──────── Input records ────────

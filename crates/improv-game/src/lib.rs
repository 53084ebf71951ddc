//! Game-state engine for Improv Battle.
//!
//! Tracks per-session round progression for a turn-based improv game run by
//! a conversational voice agent: a scenario catalog loaded once at startup
//! with a built-in fallback, a fixed-then-random selection policy with
//! no-repeat/reset, an in-memory session store keyed by room name, and
//! summary aggregation. The surrounding voice infrastructure calls in
//! through [`SessionStore`], one conversational turn at a time per session.

pub mod catalog;
pub mod config;
pub mod error;
pub mod select;
pub mod state;
pub mod store;
pub mod summary;

pub use catalog::{ScenarioCatalog, ScenarioRecord};
pub use config::GameConfig;
pub use error::CatalogError;
pub use state::{GameState, Phase, RoundRecord};
pub use store::SessionStore;
pub use summary::{GameSummary, RoundSummary};
//! Read-only game summary projection.

use serde::{Deserialize, Serialize};

use crate::state::{GameState, Phase};

/// Summary of one round for the final wrap-up.
#[derive(Debug, Clone, PartialEq, Eq, Serialize, Deserialize)]
pub struct RoundSummary {
    /// 1-based round number.
    pub round: u32,
    /// The scenario dealt this round.
    pub scenario: String,
    /// The host's reaction, empty if none was recorded.
    pub reaction: String,
    /// Whether the round completed.
    pub completed: bool,
}

/// Read-only projection of a session's game.
#[derive(Debug, Clone, PartialEq, Eq, Serialize, Deserialize)]
pub struct GameSummary {
    /// Player name, if the game was started with one.
    pub player_name: Option<String>,
    /// Rounds dealt so far.
    pub total_rounds: usize,
    /// Rounds in a full game.
    pub max_rounds: u32,
    /// Whether the game has finished.
    pub completed: bool,
    /// Per-round breakdown, in play order.
    pub rounds: Vec<RoundSummary>,
}

impl GameSummary {
    /// Project a summary from a game state. Pure: the state is unchanged
    /// and successive calls yield identical summaries.
    pub fn of(state: &GameState) -> Self {
        Self {
            player_name: state.player_name.clone(),
            total_rounds: state.rounds.len(),
            max_rounds: state.max_rounds,
            completed: state.phase == Phase::Done,
            rounds: state
                .rounds
                .iter()
                .map(|r| RoundSummary {
                    round: r.round_number,
                    scenario: r.scenario_text.clone(),
                    reaction: r.host_reaction.clone(),
                    completed: r.completed,
                })
                .collect(),
        }
    }
}
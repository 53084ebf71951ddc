//! Scenario catalog loading and validation.
//!
//! Scenarios are read once at process startup from a JSON file holding an
//! ordered list of `{id, scenario, difficulty}` objects. An unreadable or
//! malformed file degrades to a single built-in scenario so the show can
//! always go on.

use std::collections::HashSet;
use std::fs;
use std::path::Path;

use serde::{Deserialize, Serialize};
use tracing::{info, warn};

use crate::error::CatalogResult;

/// The built-in premise dealt when the catalog cannot be loaded.
const FALLBACK_TEXT: &str = "You are a barista who has to tell a customer \
that their latte is actually a portal to another dimension.";

/// A single improv scenario prompt.
#[derive(Debug, Clone, PartialEq, Eq, Serialize, Deserialize)]
pub struct ScenarioRecord {
    /// Unique positive scenario id.
    pub id: u32,
    /// The premise read out to the player.
    #[serde(rename = "scenario")]
    pub text: String,
    /// Difficulty label ("easy", "medium", "hard").
    pub difficulty: String,
}

/// An immutable, validated list of scenarios.
///
/// A catalog is never empty: construction falls back to the built-in
/// scenario when loading fails or validation rejects every entry, so
/// selection can always deal something.
#[derive(Debug, Clone)]
pub struct ScenarioCatalog {
    scenarios: Vec<ScenarioRecord>,
}

impl ScenarioCatalog {
    /// Load a catalog from a JSON file.
    ///
    /// Never fails: an unreadable or malformed file is logged and replaced
    /// by [`ScenarioCatalog::fallback`].
    pub fn load(path: &Path) -> Self {
        match Self::try_load(path) {
            Ok(records) => {
                info!(count = records.len(), path = %path.display(), "Loaded scenarios");
                Self::from_records(records)
            }
            Err(err) => {
                warn!(error = %err, path = %path.display(), "Error loading scenarios, using fallback");
                Self::fallback()
            }
        }
    }

    fn try_load(path: &Path) -> CatalogResult<Vec<ScenarioRecord>> {
        let raw = fs::read_to_string(path)?;
        let records = serde_json::from_str(&raw)?;
        Ok(records)
    }

    /// Build a catalog from in-memory records, skipping invalid entries.
    ///
    /// An entry is skipped when its id is zero, its text is empty, or its
    /// id duplicates an earlier entry. Falls back to the built-in scenario
    /// if nothing survives.
    pub fn from_records(records: Vec<ScenarioRecord>) -> Self {
        let mut seen = HashSet::new();
        let mut scenarios = Vec::with_capacity(records.len());

        for record in records {
            if record.id == 0 || record.text.is_empty() {
                warn!(id = record.id, "Skipping malformed scenario entry");
                continue;
            }
            if !seen.insert(record.id) {
                warn!(id = record.id, "Skipping scenario with duplicate id");
                continue;
            }
            scenarios.push(record);
        }

        if scenarios.is_empty() {
            warn!("No valid scenarios, using fallback");
            return Self::fallback();
        }
        Self { scenarios }
    }

    /// The single built-in scenario used when loading fails.
    pub fn fallback() -> Self {
        Self {
            scenarios: vec![ScenarioRecord {
                id: 1,
                text: FALLBACK_TEXT.to_string(),
                difficulty: "medium".to_string(),
            }],
        }
    }

    /// Look up a scenario by id.
    pub fn get(&self, id: u32) -> Option<&ScenarioRecord> {
        self.scenarios.iter().find(|s| s.id == id)
    }

    /// All scenarios, in file order.
    pub fn scenarios(&self) -> &[ScenarioRecord] {
        &self.scenarios
    }

    /// Number of scenarios.
    pub fn len(&self) -> usize {
        self.scenarios.len()
    }

    /// Whether the catalog holds no scenarios. Never true for a catalog
    /// built through this module's constructors.
    pub fn is_empty(&self) -> bool {
        self.scenarios.is_empty()
    }
}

────────

- [Exercise directions]:
Give the records again, unchanged and complete.

- [Response]:
filename crates/improv-game/src/lib.rs
repository 53084ebf71951ddc
//! Game-state engine for Improv Battle.
//!
//! Tracks per-session round progression for a turn-based improv game run by
//! a conversational voice agent: a scenario catalog loaded once at startup
//! with a built-in fallback, a fixed-then-random selection policy with
//! no-repeat/reset, an in-memory session store keyed by room name, and
//! summary aggregation. The surrounding voice infrastructure calls in
//! through [`SessionStore`], one conversational turn at a time per session.

pub mod catalog;
pub mod config;
pub mod error;
pub mod select;
pub mod state;
pub mod store;
pub mod summary;

pub use catalog::{ScenarioCatalog, ScenarioRecord};
pub use config::GameConfig;
pub use error::CatalogError;
pub use state::{GameState, Phase, RoundRecord};
pub use store::SessionStore;
pub use summary::{GameSummary, RoundSummary};
//! Read-only game summary projection.

use serde::{Deserialize, Serialize};

use crate::state::{GameState, Phase};

/// Summary of one round for the final wrap-up.
#[derive(Debug, Clone, PartialEq, Eq, Serialize, Deserialize)]
pub struct RoundSummary {
    /// 1-based round number.
    pub round: u32,
    /// The scenario dealt this round.
    pub scenario: String,
    /// The host's reaction, empty if none was recorded.
    pub reaction: String,
    /// Whether the round completed.
    pub completed: bool,
}

/// Read-only projection of a session's game.
#[derive(Debug, Clone, PartialEq, Eq, Serialize, Deserialize)]
pub struct GameSummary {
    /// Player name, if the game was started with one.
    pub player_name: Option<String>,
    /// Rounds dealt so far.
    pub total_rounds: usize,
    /// Rounds in a full game.
    pub max_rounds: u32,
    /// Whether the game has finished.
    pub completed: bool,
    /// Per-round breakdown, in play order.
    pub rounds: Vec<RoundSummary>,
}

impl GameSummary {
    /// Project a summary from a game state. Pure: the state is unchanged
    /// and successive calls yield identical summaries.
    pub fn of(state: &GameState) -> Self {
        Self {
            player_name: state.player_name.clone(),
            total_rounds: state.rounds.len(),
            max_rounds: state.max_rounds,
            completed: state.phase == Phase::Done,
            rounds: state
                .rounds
                .iter()
                .map(|r| RoundSummary {
                    round: r.round_number,
                    scenario: r.scenario_text.clone(),
                    reaction: r.host_reaction.clone(),
                    completed: r.completed,
                })
                .collect(),
        }
    }
}
repository 53084ebf71951ddc
//! Scenario catalog loading and validation.
//!
//! Scenarios are read once at process startup from a JSON file holding an
//! ordered list of `{id, scenario, difficulty}` objects. An unreadable or
//! malformed file degrades to a single built-in scenario so the show can
//! always go on.

use std::collections::HashSet;
use std::fs;
use std::path::Path;

use serde::{Deserialize, Serialize};
use tracing::{info, warn};

use crate::error::CatalogResult;

/// The built-in premise dealt when the catalog cannot be loaded.
const FALLBACK_TEXT: &str = "You are a barista who has to tell a customer \
that their latte is actually a portal to another dimension.";

/// A single improv scenario prompt.
#[derive(Debug, Clone, PartialEq, Eq, Serialize, Deserialize)]
pub struct ScenarioRecord {
    /// Unique positive scenario id.
    pub id: u32,
    /// The premise read out to the player.
    #[serde(rename = "scenario")]
    pub text: String,
    /// Difficulty label ("easy", "medium", "hard").
    pub difficulty: String,
}

/// An immutable, validated list of scenarios.
///
/// A catalog is never empty: construction falls back to the built-in
/// scenario when loading fails or validation rejects every entry, so
/// selection can always deal something.
#[derive(Debug, Clone)]
pub struct ScenarioCatalog {
    scenarios: Vec<ScenarioRecord>,
}

impl ScenarioCatalog {
    /// Load a catalog from a JSON file.
    ///
    /// Never fails: an unreadable or malformed file is logged and replaced
    /// by [`ScenarioCatalog::fallback`].
    pub fn load(path: &Path) -> Self {
        match Self::try_load(path) {
            Ok(records) => {
                info!(count = records.len(), path = %path.display(), "Loaded scenarios");
                Self::from_records(records)
            }
            Err(err) => {
                warn!(error = %err, path = %path.display(), "Error loading scenarios, using fallback");
                Self::fallback()
            }
        }
    }

    fn try_load(path: &Path) -> CatalogResult<Vec<ScenarioRecord>> {
        let raw = fs::read_to_string(path)?;
        let records = serde_json::from_str(&raw)?;
        Ok(records)
    }

    /// Build a catalog from in-memory records, skipping invalid entries.
    ///
    /// An entry is skipped when its id is zero, its text is empty, or its
    /// id duplicates an earlier entry. Falls back to the built-in scenario
    /// if nothing survives.
    pub fn from_records(records: Vec<ScenarioRecord>) -> Self {
        let mut seen = HashSet::new();
        let mut scenarios = Vec::with_capacity(records.len());

        for record in records {
            if record.id == 0 || record.text.is_empty() {
                warn!(id = record.id, "Skipping malformed scenario entry");
                continue;
            }
            if !seen.insert(record.id) {
                warn!(id = record.id, "Skipping scenario with duplicate id");
                continue;
            }
            scenarios.push(record);
        }

        if scenarios.is_empty() {
            warn!("No valid scenarios, using fallback");
            return Self::fallback();
        }
        Self { scenarios }
    }

    /// The single built-in scenario used when loading fails.
    pub fn fallback() -> Self {
        Self {
            scenarios: vec![ScenarioRecord {
                id: 1,
                text: FALLBACK_TEXT.to_string(),
                difficulty: "medium".to_string(),
            }],
        }
    }

    /// Look up a scenario by id.
    pub fn get(&self, id: u32) -> Option<&ScenarioRecord> {
        self.scenarios.iter().find(|s| s.id == id)
    }

    /// All scenarios, in file order.
    pub fn scenarios(&self) -> &[ScenarioRecord] {
        &self.scenarios
    }

    /// Number of scenarios.
    pub fn len(&self) -> usize {
        self.scenarios.len()
    }

    /// Whether the catalog holds no scenarios. Never true for a catalog
    /// built through this module's constructors.
    pub fn is_empty(&self) -> bool {
        self.scenarios.is_empty()
    }
}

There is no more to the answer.